Копья столкнулись, и воины пали. Согласно эпической традиции, переданной в «Хеймскрингле», род Инглингов пресекся в годину кровавых распрей.

Появление «новых людей», недовольных существующим порядком и желающих этот порядок исправить, перекроив мир в свою пользу, было неизбежно. В первую очередь, конечно, это были младшие отпрыски знатных родов, в силу обстоятельств лишенные богатства и власти, однако среди них с течением времени появлялось все больше случайных людей или просто проходимцев, правда, наделенных харизмой и претендующих на то, что до этого могло принадлежать только избранным. Японцы даже придумали этому процессу специальное название: гэкокудзе — "когда подлые подавляют благородных". В средневековой Японии особенно ярко он проявился в начале эпохи Сэнгоку Дзэдай, когда старые традиционные самурайские кланы были низвергнуты их собственными вассалами.
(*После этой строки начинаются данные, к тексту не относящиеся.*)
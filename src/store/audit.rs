use crate::model::audit::{AuditEntry, NewAuditEntry};
use sqlx::MySqlConnection;

/// Appends an entry; call it on the transaction of the change it records.
pub async fn insert(conn: &mut MySqlConnection, entry: &NewAuditEntry) -> Result<u64, sqlx::Error> {
    let result = sqlx::query(
        r#"
        INSERT INTO audit_log (author_id, kind, entity, entity_id, at, reason)
        VALUES (?, ?, ?, ?, ?, ?)
        "#,
    )
    .bind(entry.author_id)
    .bind(u8::from(entry.kind))
    .bind(u8::from(entry.kind.entity()))
    .bind(entry.entity_id)
    .bind(entry.at)
    .bind(entry.reason.as_deref())
    .execute(&mut *conn)
    .await?;
    Ok(result.last_insert_id())
}

#[derive(Debug, Default)]
pub struct AuditFilter {
    pub entity: Option<u8>,
    pub entity_id: Option<u64>,
    pub kind: Option<u8>,
}

// typed binding for the dynamic WHERE
enum FilterValue {
    U8(u8),
    U64(u64),
}

pub async fn list(
    conn: &mut MySqlConnection,
    filter: &AuditFilter,
    per_page: u64,
    offset: u64,
) -> Result<(Vec<AuditEntry>, i64), sqlx::Error> {
    let mut where_sql = String::from(" WHERE 1=1");
    let mut args: Vec<FilterValue> = Vec::new();

    if let Some(entity) = filter.entity {
        where_sql.push_str(" AND entity = ?");
        args.push(FilterValue::U8(entity));
    }
    if let Some(entity_id) = filter.entity_id {
        where_sql.push_str(" AND entity_id = ?");
        args.push(FilterValue::U64(entity_id));
    }
    if let Some(kind) = filter.kind {
        where_sql.push_str(" AND kind = ?");
        args.push(FilterValue::U8(kind));
    }

    let count_sql = format!("SELECT COUNT(*) FROM audit_log{}", where_sql);
    let mut count_q = sqlx::query_scalar::<_, i64>(&count_sql);
    for arg in &args {
        count_q = match arg {
            FilterValue::U8(v) => count_q.bind(*v),
            FilterValue::U64(v) => count_q.bind(*v),
        };
    }
    let total = count_q.fetch_one(&mut *conn).await?;

    let data_sql = format!(
        r#"
        SELECT id, author_id, kind, entity, entity_id, at, reason
        FROM audit_log
        {}
        ORDER BY at DESC, id DESC
        LIMIT ? OFFSET ?
        "#,
        where_sql
    );
    let mut data_q = sqlx::query_as::<_, AuditEntry>(&data_sql);
    for arg in args {
        data_q = match arg {
            FilterValue::U8(v) => data_q.bind(v),
            FilterValue::U64(v) => data_q.bind(v),
        };
    }
    let entries = data_q
        .bind(per_page)
        .bind(offset)
        .fetch_all(&mut *conn)
        .await?;

    Ok((entries, total))
}
use crate::auth::auth::AuthUser;
use crate::error::{AppError, AppResult};
use crate::model::audit::{AuditEntity, AuditEntry, AuditKind};
use crate::model::role::Role;
use crate::store;
use crate::store::audit::AuditFilter;
use actix_web::{HttpResponse, web};
use serde::{Deserialize, Serialize};
use sqlx::MySqlPool;
use tracing::debug;
use utoipa::ToSchema;

#[derive(Debug, Deserialize, ToSchema)]
pub struct AuditQuery {
    pub page: Option<u32>,
    pub per_page: Option<u32>,
    /// 1 user, 2 incident, 3 clock entry
    pub entity: Option<u8>,
    pub entity_id: Option<u64>,
    pub kind: Option<u8>,
}

#[derive(Serialize, ToSchema)]
pub struct AuditListResponse {
    pub data: Vec<AuditEntry>,
    #[schema(example = 1)]
    pub page: u32,
    #[schema(example = 20)]
    pub per_page: u32,
    #[schema(example = 57)]
    pub total: i64,
}

impl AuditQuery {
    fn filter(&self) -> AppResult<AuditFilter> {
        let entity = self
            .entity
            .map(|id| {
                AuditEntity::from_id(id)
                    .ok_or_else(|| AppError::validation(format!("Unknown audit entity {id}")))
            })
            .transpose()?;
        let kind = self
            .kind
            .map(|id| {
                AuditKind::from_id(id)
                    .ok_or_else(|| AppError::validation(format!("Unknown audit kind {id}")))
            })
            .transpose()?;

        Ok(AuditFilter {
            entity: entity.map(u8::from),
            entity_id: self.entity_id,
            kind: kind.map(u8::from),
        })
    }
}

/// Page, clamped page size and row offset.
fn page_window(page: Option<u32>, per_page: Option<u32>) -> (u32, u32, u64) {
    let page = page.unwrap_or(1).max(1);
    let per_page = per_page.unwrap_or(20).clamp(1, 100);
    let offset = (u64::from(page) - 1) * u64::from(per_page);
    (page, per_page, offset)
}

#[utoipa::path(
    get,
    path = "/api/v1/audit",
    params(
        ("page", Query, description = "Page number"),
        ("per_page", Query, description = "Items per page, at most 100"),
        ("entity", Query, description = "1 user, 2 incident, 3 clock entry"),
        ("entity_id", Query, description = "Id of the audited record"),
        ("kind", Query, description = "Audit kind id")
    ),
    responses(
        (status = 200, description = "Audit entries, newest first", body = AuditListResponse),
        (status = 400, description = "Unknown entity or kind"),
        (status = 403, description = "Forbidden")
    ),
    tag = "Audit",
    security(("bearer_auth" = []))
)]
pub async fn list_audit(
    auth: AuthUser,
    pool: web::Data<MySqlPool>,
    query: web::Query<AuditQuery>,
) -> AppResult<HttpResponse> {
    auth.require_any(&[Role::Admin, Role::Inspector])?;
    let filter = query.filter()?;

    let (page, per_page, offset) = page_window(query.page, query.per_page);
    debug!(?filter, page, per_page, offset, "Fetching audit entries");

    let mut conn = pool.acquire().await?;
    let (data, total) =
        store::audit::list(&mut conn, &filter, u64::from(per_page), offset).await?;

    Ok(HttpResponse::Ok().json(AuditListResponse {
        data,
        page,
        per_page,
        total,
    }))
}

#[cfg(test)]
mod tests {
    use super::*;

    fn query(entity: Option<u8>, kind: Option<u8>) -> AuditQuery {
        AuditQuery {
            page: None,
            per_page: None,
            entity,
            entity_id: Some(4),
            kind,
        }
    }

    #[test]
    fn known_ids_pass_through() {
        let filter = query(Some(2), Some(5)).filter().unwrap();
        assert_eq!(filter.entity, Some(2));
        assert_eq!(filter.kind, Some(5));
        assert_eq!(filter.entity_id, Some(4));
    }

    #[test]
    fn page_window_defaults_and_clamps() {
        assert_eq!(page_window(None, None), (1, 20, 0));
        assert_eq!(page_window(Some(0), Some(500)), (1, 100, 0));
        assert_eq!(page_window(Some(3), Some(10)), (3, 10, 20));
    }

    #[test]
    fn far_pages_do_not_overflow_the_offset() {
        let (_, _, offset) = page_window(Some(50_000_000), Some(100));
        assert_eq!(offset, 4_999_999_900);
        let (_, _, offset) = page_window(Some(u32::MAX), Some(100));
        assert_eq!(offset, (u64::from(u32::MAX) - 1) * 100);
    }

    #[test]
    fn unknown_ids_are_rejected() {
        assert!(query(Some(9), None).filter().is_err());
        assert!(query(None, Some(0)).filter().is_err());
    }
}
Произошло это быстро и внезапно, потому что благородные в своих междоусобных войнах были слишком заняты выкапыванием собственной могилы, и им некогда было думать о подлых.

В провинции Мино, например, старинной фамилии Токи суждено было пасть жертвой некоего Сайто Тосимаса, который сперва был монахом, затем стал торговцем маслом, а далее начал свою славную карьеру с того, что убил усыновившего его самурая.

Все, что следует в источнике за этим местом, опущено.